The ex-mob boss, who sent shockwaves through the organized crime world when he became a federal witness nearly two decades ago, had been battling a number of health conditions, including diabetes and obesity, in the lead-up to his death, the sources said.
Massino broke the sacred vow of silence and began talking with the feds immediately after he was convicted in 2004 for orchestrating a quarter-century’s worth of murder, racketeering and a slew of other crimes as he rose through the ranks of the vicious family.
He had been handed a life sentence over the bloodshed, which included the slayings of three rival mob captains and the execution of a mobster who had vouched for FBI undercover agent Joseph D. Pistone, who used the name Donnie Brasco, in the 1980s.
Massino had to forfeit his mountain of bloody loot in the wake of his conviction — including $7 million in cash and the more than 250 bars of solid gold that he stashed in the Howard Beach, Queens, home where he lived with his wife and three daughters.

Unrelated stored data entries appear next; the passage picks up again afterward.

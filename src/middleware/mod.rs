//! Middleware layer.
//!
//! Middleware wraps the router and is the place for cross-cutting concerns.
//! A middleware receives the request and a [`Next`] handle; it may answer on
//! its own or call [`Next::run`] and post-process the response.
//!
//! Registration order is nesting order: the first middleware passed to
//! [`Router::layer`](crate::Router::layer) is the outermost.
//!
//! Built-in middleware, in the order the service stacks them:
//! - [`RequestIdLayer`]: assign or propagate `x-request-id`
//! - [`AccessLog`]: request span, `START` / `END` records with status and latency
//! - [`Recover`]: turn a panicking handler into a 500
//! - [`Timeout`]: bound the time spent downstream
//! - [`Cors`]: cross-origin policy and preflight answers

use std::sync::Arc;

use crate::handler::{BoxFuture, BoxedHandler};
use crate::request::Request;

mod access_log;
mod cors;
mod recover;
mod request_id;
mod timeout;

pub use access_log::AccessLog;
pub use cors::Cors;
pub use recover::Recover;
pub use request_id::{RequestId, RequestIdLayer, X_REQUEST_ID};
pub use timeout::Timeout;

/// A request interceptor.
///
/// Implementations return a boxed future so they can be stored as trait
/// objects; copy whatever configuration the future needs out of `self`
/// before the `async move` block.
pub trait Middleware: Send + Sync + 'static {
    fn handle(&self, req: Request, next: Next) -> BoxFuture;
}

/// The rest of the chain after the current middleware.
pub struct Next {
    chain: Arc<[Arc<dyn Middleware>]>,
    position: usize,
    endpoint: BoxedHandler,
}

impl Next {
    pub(crate) fn new(chain: Arc<[Arc<dyn Middleware>]>, endpoint: BoxedHandler) -> Self {
        Self { chain, position: 0, endpoint }
    }

    /// Passes the request to the next middleware, or to the router once the
    /// chain is exhausted.
    pub fn run(self, req: Request) -> BoxFuture {
        match self.chain.get(self.position).cloned() {
            Some(middleware) => {
                let next = Self { position: self.position + 1, ..self };
                middleware.handle(req, next)
            }
            None => self.endpoint.call(req),
        }
    }
}
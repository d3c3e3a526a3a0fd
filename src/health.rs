//! Liveness probe.
//!
//! | Probe | Path | Question |
//! |---|---|---|
//! | **Liveness** | `/ping` | Is the process alive and serving HTTP? |
//!
//! It deliberately touches neither the store nor the upstreams: a slow
//! database should not get the process restarted.

use crate::{Request, Responder};

/// Always `200 OK` with body `pong`.
pub async fn ping(_req: Request) -> Responder {
    Responder::text("pong")
}
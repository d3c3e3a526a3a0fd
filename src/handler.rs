//! Handler trait, type erasure, and the input-decoding adapters.
//!
//! # How async handlers are stored
//!
//! The router holds handlers of *different* types in one table, so each
//! concrete handler is hidden behind a trait object (`dyn ErasedHandler`):
//!
//! ```text
//! async fn ping(req: Request) -> Responder { … }   ← user writes this
//!        ↓ router.get("/ping", ping)
//! ping.into_boxed_handler()                        ← Handler blanket impl
//!        ↓
//! Arc::new(FnHandler(ping))                        ← heap-allocated wrapper
//!        ↓  stored as BoxedHandler = Arc<dyn ErasedHandler>
//! handler.call(req)  at request time               ← one vtable dispatch
//!        ↓
//! Box::pin(async { ping(req).await.into_response() })
//! ```
//!
//! # Handlers that take a decoded input
//!
//! [`with_input`] and [`with_decoder`] wrap `async fn(Request, T)` so it can
//! be registered like any other handler. The body is decoded before the
//! business function runs; a decode failure answers
//! `400 Invalid request payload` and the function is never called.

use std::future::Future;
use std::pin::Pin;
use std::sync::Arc;

use http::StatusCode;
use serde::de::DeserializeOwned;
use tracing::debug;

use crate::request::Request;
use crate::responder::Responder;
use crate::response::{IntoResponse, Response};

// ── Internal types ────────────────────────────────────────────────────────────

/// A heap-allocated, type-erased future that resolves to a [`Response`].
pub type BoxFuture = Pin<Box<dyn Future<Output = Response> + Send + 'static>>;

/// Internal dispatch interface.
///
/// `#[doc(hidden)] pub` rather than `pub(crate)` because it appears in the
/// return type of the public `Handler` trait's `into_boxed_handler` method.
#[doc(hidden)]
pub trait ErasedHandler {
    fn call(&self, req: Request) -> BoxFuture;
}

/// A type-erased handler shared across concurrent requests.
#[doc(hidden)]
pub type BoxedHandler = Arc<dyn ErasedHandler + Send + Sync + 'static>;

// ── Public Handler trait ──────────────────────────────────────────────────────

/// Implemented for every valid route handler.
///
/// You never implement this yourself. It is satisfied by any function or
/// closure with the shape
///
/// ```text
/// async fn name(req: Request) -> impl IntoResponse
/// ```
///
/// and by the adapters [`with_input`] / [`with_decoder`]. The trait is
/// sealed: only the blanket impl below can satisfy it.
pub trait Handler: private::Sealed + Send + Sync + 'static {
    #[doc(hidden)]
    fn into_boxed_handler(self) -> BoxedHandler;
}

mod private {
    pub trait Sealed {}
}

impl<F, Fut, R> private::Sealed for F
where
    F: Fn(Request) -> Fut + Send + Sync + 'static,
    Fut: Future<Output = R> + Send + 'static,
    R: IntoResponse + Send + 'static,
{
}

impl<F, Fut, R> Handler for F
where
    F: Fn(Request) -> Fut + Send + Sync + 'static,
    Fut: Future<Output = R> + Send + 'static,
    R: IntoResponse + Send + 'static,
{
    fn into_boxed_handler(self) -> BoxedHandler {
        Arc::new(FnHandler(self))
    }
}

/// Newtype wrapper bridging a concrete handler `F` to [`ErasedHandler`].
struct FnHandler<F>(F);

impl<F, Fut, R> ErasedHandler for FnHandler<F>
where
    F: Fn(Request) -> Fut + Send + Sync,
    Fut: Future<Output = R> + Send + 'static,
    R: IntoResponse + Send + 'static,
{
    fn call(&self, req: Request) -> BoxFuture {
        let fut = (self.0)(req);
        Box::pin(async move { fut.await.into_response() })
    }
}

// ── Decoding ──────────────────────────────────────────────────────────────────

/// Why a request body could not become the handler's input.
#[derive(Debug, thiserror::Error)]
pub enum DecodeError {
    #[error("fail to decode json: {0}")]
    Json(#[from] serde_json::Error),

    #[error("{0}")]
    Custom(String),
}

/// The default decoder: the whole body as JSON.
pub fn json_body<T: DeserializeOwned>(req: &Request) -> Result<T, DecodeError> {
    Ok(serde_json::from_slice(req.body())?)
}

/// Wraps `handler(req, input)` so the input is decoded from the JSON body.
///
/// ```rust,no_run
/// use quire::{handler, Request, Responder, Router};
///
/// #[derive(serde::Deserialize)]
/// struct Rename { title: String }
///
/// async fn rename(_req: Request, input: Rename) -> Responder {
///     Responder::text(input.title)
/// }
///
/// let app = Router::new().put("/things/{id}", handler::with_input(rename));
/// ```
pub fn with_input<T, F, Fut, R>(handler: F) -> impl Handler
where
    T: DeserializeOwned + Send + 'static,
    F: Fn(Request, T) -> Fut + Send + Sync + 'static,
    Fut: Future<Output = R> + Send + 'static,
    R: IntoResponse + Send + 'static,
{
    with_decoder(json_body::<T>, handler)
}

/// Like [`with_input`], with a custom decode function (form bodies, query
/// strings, headers, ...).
pub fn with_decoder<T, D, F, Fut, R>(decode: D, handler: F) -> impl Handler
where
    T: Send + 'static,
    D: Fn(&Request) -> Result<T, DecodeError> + Send + Sync + 'static,
    F: Fn(Request, T) -> Fut + Send + Sync + 'static,
    Fut: Future<Output = R> + Send + 'static,
    R: IntoResponse + Send + 'static,
{
    move |req: Request| -> BoxFuture {
        match decode(&req) {
            Ok(input) => {
                let fut = handler(req, input);
                Box::pin(async move { fut.await.into_response() })
            }
            Err(err) => {
                debug!(parent: req.span(), error = %err, "rejecting request payload");
                Box::pin(std::future::ready(invalid_payload()))
            }
        }
    }
}

fn invalid_payload() -> Response {
    Responder::text_error(StatusCode::BAD_REQUEST, "Invalid request payload").respond()
}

The canary ended up spending 12 years in a cage before a Brooklyn federal judge ruled in 2013 that he could be released from jail as a reward for cooperating with authorities and testifying against fellow gangsters — including his Bonanno successor, Vincent “Vinny Gorgeous” Basciano.
“Quite simply, Mr. Massino may be the most important cooperator in the modern history of law enforcement to prosecute the American Mafia,” Judge Nicholas Garaufis said before springing him loose.
Already ill by the time he was released, Massino was subsequently given a new identity in the witness protection program. He had been living in Ohio for some time prior to his death, sources told Newsday.
After arguing for his early release, his lawyer at the time, Edward McDonald, told the judge that Massino had reflected on his mob life during his time in jail and wished he could turn back the clock.